He combines the cultural, the intellectual and the political in the same person. In one of his interviews reproduced in I Write as I Like, Biko describes a confrontation with his jailers in which he asserts his right to resistance for as long as he is able:

“If you guys want to do this your way,” he tells his jailers, “you have got to handcuff me and bind my feet together, so that I can't respond. If you allow me to respond, I’m certainly going to respond! And I’m  afraid you may have to kill me in the process, even If it’s not your intention.”



In April 1990, in an article celebrating the release of Nelson Mandela, I claimed that south Africa was a mirror of the emergence of the modern world. I was not saying anything new.

No less a figure than Adam Smith of The Wealth of Nations fame was to cite the discovery of America and that of a passage to the East Indies via the Cape of Good Hope as two of the greatest and most important events recorded in human history, a claim repeated in the 19th century by Marx and Engels in the Communist Manifesto, where they argue that the consequences of the twin events gave rise to commerce, to navigation, to industry -- an impulse never before known -- and, therefore, to the revolutionary element in the tottering feudal society, a rapid development.

Adam Smith was to wonder about the benefits or misfortunes that could follow those events, but we, having lived through the consequences of those events, know that the benefits went largely to Europe and America, or colonising nations, and the misfortunes to Africa, or colonised peoples.

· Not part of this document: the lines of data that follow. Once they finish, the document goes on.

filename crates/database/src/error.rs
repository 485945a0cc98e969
//! Database error types.

use bot_core::StoreError;
use thiserror::Error;

/// Errors that can occur during database operations.
#[derive(Debug, Error)]
pub enum DatabaseError {
    /// SQLx error (connection, query, etc.)
    #[error("database error: {0}")]
    Sqlx(#[from] sqlx::Error),

    /// Migration error
    #[error("migration error: {0}")]
    Migration(#[from] sqlx::migrate::MigrateError),

    /// A stored value does not map to a domain value.
    #[error("invalid {field} in storage: {value}")]
    InvalidValue { field: &'static str, value: String },
}

impl From<DatabaseError> for StoreError {
    fn from(err: DatabaseError) -> Self {
        match &err {
            DatabaseError::Sqlx(sqlx::Error::PoolTimedOut | sqlx::Error::PoolClosed) => {
                StoreError::Unavailable(err.to_string())
            }
            _ => StoreError::Backend(err.to_string()),
        }
    }
}

/// Result type for database operations.
pub type Result<T> = std::result::Result<T, DatabaseError>;
//! Configuration for the MacroCRM client.

use std::env;
use std::time::Duration;

/// Default MacroCRM API host.
pub const DEFAULT_BASE_URL: &str = "https://api.macro.sbercrm.com";

/// Configuration for [`MacroCrmClient`](crate::MacroCrmClient).
#[derive(Debug, Clone)]
pub struct MacroCrmConfig {
    /// API host, without the request path.
    pub base_url: String,

    /// Site domain registered in the CRM.
    pub domain: String,

    /// Application secret used to sign requests.
    pub app_secret: String,

    /// CRM action for new requests.
    pub action: String,

    /// Contact name sent with each lead.
    pub contact_name: String,

    /// HTTP request timeout.
    pub timeout: Duration,
}

impl Default for MacroCrmConfig {
    fn default() -> Self {
        Self {
            base_url: DEFAULT_BASE_URL.to_string(),
            domain: String::new(),
            app_secret: String::new(),
            action: "question".to_string(),
            contact_name: "Telegram".to_string(),
            timeout: Duration::from_secs(10),
        }
    }
}

impl MacroCrmConfig {
    /// Create configuration from environment variables.
    ///
    /// Returns `None` unless both `MACROCRM_DOMAIN` and `MACROCRM_APP_SECRET`
    /// are set and non-empty.
    ///
    /// Optional environment variables:
    /// - `MACROCRM_BASE_URL` - API host (default: https://api.macro.sbercrm.com)
    /// - `MACROCRM_ACTION` - CRM action (default: question)
    /// - `MACROCRM_CONTACT_NAME` - contact name (default: Telegram)
    /// - `MACROCRM_TIMEOUT_SECS` - HTTP timeout (default: 10)
    pub fn from_env() -> Option<Self> {
        let domain = non_empty_var("MACROCRM_DOMAIN")?;
        let app_secret = non_empty_var("MACROCRM_APP_SECRET")?;
        let defaults = Self::default();

        Some(Self {
            base_url: non_empty_var("MACROCRM_BASE_URL").unwrap_or(defaults.base_url),
            domain,
            app_secret,
            action: non_empty_var("MACROCRM_ACTION").unwrap_or(defaults.action),
            contact_name: non_empty_var("MACROCRM_CONTACT_NAME").unwrap_or(defaults.contact_name),
            timeout: env::var("MACROCRM_TIMEOUT_SECS")
                .ok()
                .and_then(|v| v.parse().ok())
                .map(Duration::from_secs)
                .unwrap_or(defaults.timeout),
        })
    }

    /// Full URL of the request endpoint.
    pub fn request_url(&self) -> String {
        format!("{}/estate/request/", self.base_url.trim_end_matches('/'))
    }
}

fn non_empty_var(name: &str) -> Option<String> {
    env::var(name)
        .ok()
        .map(|v| v.trim().to_string())
        .filter(|v| !v.is_empty())
}
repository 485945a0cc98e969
//! Health check endpoint.

use axum::Json;
use serde::Serialize;

#[derive(Serialize)]
pub struct Health {
    pub status: &'static str,
}

pub async fn health() -> Json<Health> {
    Json(Health { status: "ok" })
}
//! A lead delivery that records forwarded leads.

use async_trait::async_trait;
use bot_core::{DeliveryError, Lead, LeadDelivery};
use tokio::sync::Mutex;

/// Records every forwarded lead; optionally fails each delivery.
#[derive(Debug, Default)]
pub struct RecordingDelivery {
    delivered: Mutex<Vec<Lead>>,
    fail: bool,
}

impl RecordingDelivery {
    pub fn new() -> Self {
        Self::default()
    }

    /// A delivery that records the attempt but reports a remote failure.
    pub fn failing() -> Self {
        Self {
            fail: true,
            ..Self::default()
        }
    }

    /// Leads passed to `send_lead`, including failed attempts.
    pub async fn delivered(&self) -> Vec<Lead> {
        self.delivered.lock().await.clone()
    }
}

#[async_trait]
impl LeadDelivery for RecordingDelivery {
    async fn send_lead(&self, lead: &Lead) -> Result<(), DeliveryError> {
        self.delivered.lock().await.push(lead.clone());
        if self.fail {
            return Err(DeliveryError::Status {
                status: 503,
                body: "unavailable".to_string(),
            });
        }
        Ok(())
    }
}
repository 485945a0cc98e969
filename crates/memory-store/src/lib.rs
//! In-memory collaborators for the lead funnel bot.
//!
//! This crate provides implementations of the `bot-core` traits that keep
//! everything in memory:
//! - `MemoryStore` - users, leads, funnel hits and broadcast stats
//! - `FailingStore` - every operation fails, for error-path tests
//! - `RecordingSender` - records outbound messages, can fail per recipient
//! - `DelayedSender` - wraps another sender with artificial delay
//! - `RecordingDelivery` - records forwarded leads
//!
//! For persistent storage, use the `database` crate instead.
//!
//! # Example
//!
//! ```rust
//! use bot_core::{ChatId, MessageSender, UserDirectory};
//! use memory_store::{MemoryStore, RecordingSender};
//!
//! #[tokio::main]
//! async fn main() {
//!     let store = MemoryStore::new();
//!     store.save_user(ChatId(1)).await.unwrap();
//!
//!     let sender = RecordingSender::new();
//!     sender.send_text(ChatId(1), "Hello!").await.unwrap();
//!     assert_eq!(sender.texts_to(ChatId(1)).await, vec!["Hello!"]);
//! }
//! ```

mod delayed;
mod delivery;
mod sender;
mod store;

pub use delayed::DelayedSender;
pub use delivery::RecordingDelivery;
pub use sender::{RecordingSender, Sent};
pub use store::{FailingStore, MemoryStore};
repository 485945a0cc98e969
//! Telegram transport built on teloxide.

mod listener;
mod sender;

pub use sender::TelegramSender;

use bot_core::InboundEvent;
use teloxide::prelude::*;
use teloxide::RequestError;
use thiserror::Error;
use tokio::sync::mpsc;
use tokio::task::JoinHandle;
use tracing::info;

/// Errors setting up the Telegram transport.
#[derive(Debug, Error)]
pub enum TransportError {
    #[error("bot token is empty")]
    EmptyToken,

    #[error("Telegram API request failed: {0}")]
    Request(#[from] RequestError),
}

/// A verified bot connection.
#[derive(Clone)]
pub struct TelegramTransport {
    bot: Bot,
}

impl TelegramTransport {
    /// Create the bot and verify the token with `getMe`.
    pub async fn connect(token: &str) -> Result<Self, TransportError> {
        if token.trim().is_empty() {
            return Err(TransportError::EmptyToken);
        }

        let bot = Bot::new(token.trim());
        let me = bot.get_me().await?;
        info!(username = ?me.user.username, "Connected to Telegram");

        Ok(Self { bot })
    }

    pub fn sender(&self) -> TelegramSender {
        TelegramSender::new(self.bot.clone())
    }

    /// Start long polling; events arrive on the returned receiver.
    pub fn listen(&self, buffer: usize) -> (mpsc::Receiver<InboundEvent>, JoinHandle<()>) {
        let (tx, rx) = mpsc::channel(buffer);
        let handle = listener::spawn(self.bot.clone(), tx);
        (rx, handle)
    }
}
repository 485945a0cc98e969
//! Dispatcher tuning.

use std::time::Duration;

/// Default delay before a captured lead's session is reset.
pub const DEFAULT_RESET_DELAY: Duration = Duration::from_secs(120);

/// Default idle time after which a session is dropped.
pub const DEFAULT_IDLE_TIMEOUT: Duration = Duration::from_secs(24 * 60 * 60);

/// Configuration for the [`Dispatcher`](crate::Dispatcher).
#[derive(Debug, Clone)]
pub struct DispatcherConfig {
    /// Delay between lead capture and session reset.
    pub reset_delay: Duration,

    /// Sessions untouched this long are dropped by the idle sweep.
    pub idle_timeout: Duration,

    /// How often the idle sweep runs.
    pub sweep_interval: Duration,

    /// Maximum number of visitor sessions kept in memory.
    pub max_sessions: usize,

    /// Number of broadcasts listed by the stats command.
    pub stats_rows: usize,
}

impl Default for DispatcherConfig {
    fn default() -> Self {
        Self {
            reset_delay: DEFAULT_RESET_DELAY,
            idle_timeout: DEFAULT_IDLE_TIMEOUT,
            sweep_interval: Duration::from_secs(60),
            max_sessions: 10_000,
            stats_rows: 5,
        }
    }
}
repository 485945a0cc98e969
//! Routes inbound events to the dialog or the broadcast workflow.

use std::collections::HashMap;
use std::future::Future;
use std::sync::Arc;

use bot_core::{
    BroadcastStatStore, ChatId, FunnelStore, InboundEvent, LeadStore, MessageSender, Payload,
    Prompt, State, UserDirectory,
};
use broadcaster::{BroadcastSession, CampaignManager, RECIPIENTS_UNAVAILABLE};
use chrono::Utc;
use dialog::{Dialog, Session};
use funnel::{FunnelAnalytics, NO_FUNNEL_DATA};
use futures::{Stream, StreamExt};
use lead_delivery::LeadGateway;
use thiserror::Error;
use tokio::sync::Mutex;
use tokio::time::MissedTickBehavior;
use tracing::{debug, error, info, warn};

use crate::config::DispatcherConfig;
use crate::policy::AdminPolicy;
use crate::reset::ResetScheduler;
use crate::session_table::SessionTable;

pub const ADMIN_COMMAND: &str = "/admin";
pub const ADMIN_MENU: &str = "Админ-меню";
pub const CREATE_BROADCAST: &str = "Создать рассылку";
pub const SHOW_STATS: &str = "Статистика";
pub const SHOW_FUNNEL: &str = "Воронка";
pub const ACCESS_DENIED: &str = "Доступ запрещен";

/// Every store the dispatcher needs, implemented by one backend.
pub trait BotStore: UserDirectory + LeadStore + FunnelStore + BroadcastStatStore {}

impl<T> BotStore for T where T: UserDirectory + LeadStore + FunnelStore + BroadcastStatStore {}

/// Errors that stop the dispatch loop.
#[derive(Debug, Error)]
pub enum DispatchError {
    /// The inbound event stream ended.
    #[error("inbound event stream ended")]
    StreamEnded,
}

/// Result of handling a single event.
#[derive(Debug, Clone, PartialEq, Eq)]
pub enum ProcessResult {
    /// A visitor event went through the dialog.
    Dialog {
        chat_id: ChatId,
        state: State,
        lead_captured: bool,
    },
    /// An operator event went through the admin workflow.
    Admin { chat_id: ChatId },
    /// A non-operator tried an admin command.
    Denied { chat_id: ChatId },
}

/// The serial dispatch loop and the session tables it owns.
pub struct Dispatcher {
    dialog: Dialog,
    campaigns: CampaignManager,
    funnel: FunnelAnalytics,
    users: Arc<dyn UserDirectory>,
    leads: Arc<dyn LeadStore>,
    sender: Arc<dyn MessageSender>,
    gateway: Option<LeadGateway>,
    admins: AdminPolicy,
    config: DispatcherConfig,
    sessions: Arc<Mutex<SessionTable<Session>>>,
    drafts: Mutex<HashMap<ChatId, BroadcastSession>>,
    resets: ResetScheduler,
}

impl Dispatcher {
    /// Create a dispatcher over one store backend.
    ///
    /// Spawns the reset scheduler, so this must run inside a tokio runtime.
    pub fn new<S>(
        store: Arc<S>,
        sender: Arc<dyn MessageSender>,
        dialog: Dialog,
        admins: AdminPolicy,
        config: DispatcherConfig,
    ) -> Self
    where
        S: BotStore + 'static,
    {
        let campaigns = CampaignManager::new(store.clone(), sender.clone(), store.clone());
        let sessions = Arc::new(Mutex::new(SessionTable::new(config.max_sessions)));
        let (resets, _task) = ResetScheduler::spawn(sessions.clone());

        Self {
            dialog,
            campaigns,
            funnel: FunnelAnalytics::new(store.clone()),
            users: store.clone(),
            leads: store,
            sender,
            gateway: None,
            admins,
            config,
            sessions,
            drafts: Mutex::new(HashMap::new()),
            resets,
        }
    }

    /// Forward captured leads through `gateway`.
    pub fn with_gateway(mut self, gateway: LeadGateway) -> Self {
        self.gateway = Some(gateway);
        self
    }

    /// Replace the campaign manager, e.g. to set a send timeout.
    pub fn with_campaigns(mut self, campaigns: CampaignManager) -> Self {
        self.campaigns = campaigns;
        self
    }

    pub fn funnel(&self) -> &FunnelAnalytics {
        &self.funnel
    }

    pub fn campaigns(&self) -> &CampaignManager {
        &self.campaigns
    }

    /// Current dialog state of a chat, if it has a session.
    pub async fn session_state(&self, chat_id: ChatId) -> Option<State> {
        self.sessions.lock().await.get(chat_id).map(|s| s.state)
    }

    /// Handle one inbound event. Never fails; problems are logged.
    pub async fn handle(&self, event: InboundEvent) -> ProcessResult {
        let chat_id = event.chat_id;

        if self.admins.is_admin(chat_id) {
            self.handle_admin(chat_id, &event.payload).await;
            return ProcessResult::Admin { chat_id };
        }

        if event.text_or_empty().trim() == ADMIN_COMMAND {
            warn!(chat_id = %chat_id, "Admin command from non-admin");
            self.send(chat_id, &Prompt::text(ACCESS_DENIED)).await;
            return ProcessResult::Denied { chat_id };
        }

        self.handle_visitor(chat_id, &event.payload).await
    }

    async fn handle_visitor(&self, chat_id: ChatId, payload: &Payload) -> ProcessResult {
        if let Err(e) = self.users.save_user(chat_id).await {
            warn!(chat_id = %chat_id, error = %e, "Failed to save user");
        }

        let (reply, state, lead) = {
            let mut sessions = self.sessions.lock().await;
            let session = sessions.touch(chat_id);
            let reply = self.dialog.handle(session, payload);
            let lead = if reply.lead_captured {
                session.to_lead(chat_id, Utc::now())
            } else {
                None
            };
            (reply, session.state, lead)
        };

        if reply.advance_to == Some(State::Intro) {
            self.resets.cancel(chat_id);
        }

        if let Some(lead) = &lead {
            info!(chat_id = %chat_id, "Lead captured");
            if let Err(e) = self.leads.save_lead(lead).await {
                error!(chat_id = %chat_id, error = %e, "Failed to save lead");
            }
            match &self.gateway {
                Some(gateway) => {
                    gateway.forward(lead.clone());
                }
                None => debug!(chat_id = %chat_id, "No lead delivery configured"),
            }
        }

        if let Err(e) = self.funnel.reach(chat_id, state).await {
            warn!(chat_id = %chat_id, state = %state, error = %e, "Failed to record funnel hit");
        }

        if let Some(preface) = &reply.preface {
            self.send(chat_id, &Prompt::text(preface.clone())).await;
        }
        self.send(chat_id, &reply.prompt()).await;

        if lead.is_some() {
            self.resets.schedule(chat_id, self.config.reset_delay);
        }

        ProcessResult::Dialog {
            chat_id,
            state,
            lead_captured: lead.is_some(),
        }
    }

    async fn handle_admin(&self, chat_id: ChatId, payload: &Payload) {
        let mut drafts = self.drafts.lock().await;
        let draft = drafts.entry(chat_id).or_default();

        let reply = match payload {
            Payload::Photo { file_id, caption } => Some(
                self.campaigns
                    .receive_photo(draft, file_id, Some(caption.as_str()))
                    .prompt(),
            ),
            Payload::Contact { .. } => Some(admin_menu()),
            Payload::Text(raw) => {
                let text = raw.trim();
                match text {
                    ADMIN_COMMAND => {
                        *draft = BroadcastSession::default();
                        Some(admin_menu())
                    }
                    // Menu commands win over a draft in progress.
                    CREATE_BROADCAST | SHOW_STATS | SHOW_FUNNEL => {
                        self.admin_command(chat_id, draft, text).await
                    }
                    _ => match self.campaigns.receive_text(draft, raw) {
                        Some(reply) => Some(reply.prompt()),
                        None => match self.campaigns.confirm(draft, text).await {
                            Ok(Some(reply)) => Some(reply.prompt()),
                            Ok(None) => Some(admin_menu()),
                            Err(e) => {
                                error!(chat_id = %chat_id, error = %e, "Broadcast aborted");
                                Some(Prompt::text(RECIPIENTS_UNAVAILABLE))
                            }
                        },
                    },
                }
            }
        };

        if let Some(reply) = reply {
            self.send(chat_id, &reply).await;
        }
    }

    /// Operator menu commands. A draft in progress is kept unless a new
    /// broadcast is started.
    async fn admin_command(
        &self,
        chat_id: ChatId,
        draft: &mut BroadcastSession,
        command: &str,
    ) -> Option<Prompt> {
        match command {
            CREATE_BROADCAST => Some(self.campaigns.start(draft).prompt()),
            SHOW_STATS => {
                let summary = self.campaigns.stats_summary(self.config.stats_rows).await;
                Some(Prompt::with_options(summary, menu_options()))
            }
            SHOW_FUNNEL => {
                let series = self.funnel.chart_series().await;
                if series.values.iter().any(|&v| v > 0) {
                    match self
                        .sender
                        .send_chart(chat_id, &series.labels, &series.values)
                        .await
                    {
                        Ok(()) => return None,
                        Err(e) => debug!(error = %e, "Chart unavailable, sending text report"),
                    }
                }
                let text = match self.funnel.report().await {
                    Some(report) => report.to_string(),
                    None => NO_FUNNEL_DATA.to_string(),
                };
                Some(Prompt::with_options(text, menu_options()))
            }
            _ => Some(admin_menu()),
        }
    }

    async fn send(&self, chat_id: ChatId, prompt: &Prompt) {
        if let Err(e) = self.sender.send_prompt(chat_id, prompt).await {
            warn!(chat_id = %chat_id, error = %e, "Failed to send message");
        }
    }

    /// Drop sessions idle for longer than the configured timeout.
    pub async fn sweep_idle(&self) -> usize {
        let removed = self
            .sessions
            .lock()
            .await
            .sweep_idle(self.config.idle_timeout);
        if removed > 0 {
            info!(removed, "Dropped idle sessions");
        }
        removed
    }

    /// Process events until the stream ends.
    pub async fn run<St>(&self, events: St) -> Result<(), DispatchError>
    where
        St: Stream<Item = InboundEvent>,
    {
        self.run_with_shutdown(events, std::future::pending()).await
    }

    /// Process events until the shutdown signal completes or the stream ends.
    ///
    /// Events are handled one at a time. The idle sweep runs between events.
    pub async fn run_with_shutdown<St, F>(&self, events: St, shutdown: F) -> Result<(), DispatchError>
    where
        St: Stream<Item = InboundEvent>,
        F: Future<Output = ()>,
    {
        info!(admins = self.admins.len(), "Starting dispatcher");

        tokio::pin!(events);
        tokio::pin!(shutdown);

        let mut sweep = tokio::time::interval(self.config.sweep_interval);
        sweep.set_missed_tick_behavior(MissedTickBehavior::Delay);

        loop {
            tokio::select! {
                biased;

                () = &mut shutdown => {
                    info!("Shutdown signal received, stopping dispatcher");
                    return Ok(());
                }

                event = events.next() => match event {
                    Some(event) => {
                        let result = self.handle(event).await;
                        debug!(?result, "Event handled");
                    }
                    None => {
                        warn!("Inbound event stream ended");
                        return Err(DispatchError::StreamEnded);
                    }
                },

                _ = sweep.tick() => {
                    self.sweep_idle().await;
                }
            }
        }
    }

    /// Run until Ctrl+C is pressed.
    #[cfg(feature = "signal")]
    pub async fn run_until_stopped<St>(&self, events: St) -> Result<(), DispatchError>
    where
        St: Stream<Item = InboundEvent>,
    {
        let shutdown = async {
            if let Err(e) = tokio::signal::ctrl_c().await {
                error!(error = %e, "Failed to listen for Ctrl+C");
                std::future::pending::<()>().await;
            }
        };
        self.run_with_shutdown(events, shutdown).await
    }
}

fn menu_options() -> Vec<String> {
    [CREATE_BROADCAST, SHOW_STATS, SHOW_FUNNEL]
        .iter()
        .map(|s| s.to_string())
        .collect()
}

fn admin_menu() -> Prompt {
    Prompt::with_options(ADMIN_MENU, menu_options())
}
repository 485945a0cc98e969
//! Collaborator traits consumed by the core components.
//!
//! All traits are object-safe and used as `Arc<dyn Trait>`.

use std::collections::HashMap;

use async_trait::async_trait;

use crate::error::{DeliveryError, SendError, StoreError};
use crate::message::Prompt;
use crate::model::{BroadcastStat, ChatId, Lead, State};

/// Registry of every chat that has talked to the bot.
#[async_trait]
pub trait UserDirectory: Send + Sync {
    /// Remember a chat. Saving an already known chat is a no-op.
    async fn save_user(&self, chat_id: ChatId) -> Result<(), StoreError>;

    /// List every known chat.
    async fn list_chat_ids(&self) -> Result<Vec<ChatId>, StoreError>;
}

/// Persistent storage for captured leads.
#[async_trait]
pub trait LeadStore: Send + Sync {
    async fn save_lead(&self, lead: &Lead) -> Result<(), StoreError>;
}

/// Storage of funnel reach-events.
#[async_trait]
pub trait FunnelStore: Send + Sync {
    /// Record that `chat_id` reached `state`. Repeats must not change counts.
    async fn hit(&self, state: State, chat_id: ChatId) -> Result<(), StoreError>;

    /// Distinct chat counts per state, for states with at least one hit.
    async fn counts(&self) -> Result<HashMap<State, u64>, StoreError>;
}

/// Row count used by [`BroadcastStatStore::list_recent`] when asked for zero.
pub const DEFAULT_RECENT_STATS: usize = 10;

/// Append-only storage of broadcast outcomes.
#[async_trait]
pub trait BroadcastStatStore: Send + Sync {
    async fn save(&self, stat: &BroadcastStat) -> Result<(), StoreError>;

    /// The `n` most recent stats, newest first. `n == 0` means
    /// [`DEFAULT_RECENT_STATS`].
    async fn list_recent(&self, n: usize) -> Result<Vec<BroadcastStat>, StoreError>;
}

/// External destination for completed leads (CRM, webhooks and similar).
#[async_trait]
pub trait LeadDelivery: Send + Sync {
    async fn send_lead(&self, lead: &Lead) -> Result<(), DeliveryError>;
}

/// Outbound side of the chat transport.
#[async_trait]
pub trait MessageSender: Send + Sync {
    /// Send a plain text message.
    async fn send_text(&self, chat_id: ChatId, text: &str) -> Result<(), SendError>;

    /// Send a photo referenced by a transport file identifier.
    async fn send_photo(&self, chat_id: ChatId, photo: &str, caption: &str)
        -> Result<(), SendError>;

    /// Send a prompt with its keyboard.
    ///
    /// Default implementation ignores the keyboard and calls `send_text`.
    async fn send_prompt(&self, chat_id: ChatId, prompt: &Prompt) -> Result<(), SendError> {
        self.send_text(chat_id, &prompt.text).await
    }

    /// Render and send a bar chart built from parallel labels and values.
    ///
    /// Default implementation reports the capability as unsupported so the
    /// caller can fall back to text.
    async fn send_chart(
        &self,
        chat_id: ChatId,
        labels: &[String],
        values: &[u64],
    ) -> Result<(), SendError> {
        let _ = (chat_id, labels, values);
        Err(SendError::Unsupported("charts"))
    }
}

Where Smith wondered about the possible benefits and misfortunes, Marx and Engels were clear that arising from the dialectically linked benefits and misfortunes of capitalist modernity was the creation of a world that reflected the West.

In making all nations on pain of extinction to partake of that modernity,  “it compels them to introduce what it calls civilisation into their midst ... In one word, it creates a world after its own image.”

The creation of a world after the image of the Western bourgeoisie was not without resistance, as seen in class and national struggles everywhere.

“The discovery of America and that of a passage to the East Indies via the Cape of Good Hope are two of the most important events recorded in human history. The consequences gave rise to commerce, navigation and industry -- an impulse never before known. The benefits went largely to Europe and America, and the misfortunes to Africa.”

Thus, South Africa, as the site of concentration of both domination and resistance, was to mirror the worldwide struggles between capital and labour and between the colonising and the colonised.

If the struggle, often fought out with swords, between racialised capital and racialised labour, was about wealth and power, it was also a battle over image, often fought out with words, and when Biko asserts the right to write as he likes, he is asserting the right to draw the image of himself, unfettered, a position reflective of Robert Sobukwe.

Images are very important. You have seen how we all like looking at ourselves in the mirror. We all like to have our photos taken. In many African societies, the shadow is thought to carry the soul of a person …

But here we are talking about the image of the world as a physical, economic, political, moral and intellectual universe of our being. This image resides in the memory. So also are dreams. So also our concept of life.

Colonialism tried to control the memory of the colonised, or rather, to borrow from the Caribbean thinker, Sylvia Wynter, it tried to “subject the colonised to its memory”, to make the colonised see themselves through the hegemonic memory of the colonising centre.

Put another way, the colonising presence tried to mutilate the memory of the colonised and where that failed, it dismembered it, and then tried to re-member it to the coloniser's memory: his way of defining the world, including his take on the nature of the relations between the coloniser and the colonised.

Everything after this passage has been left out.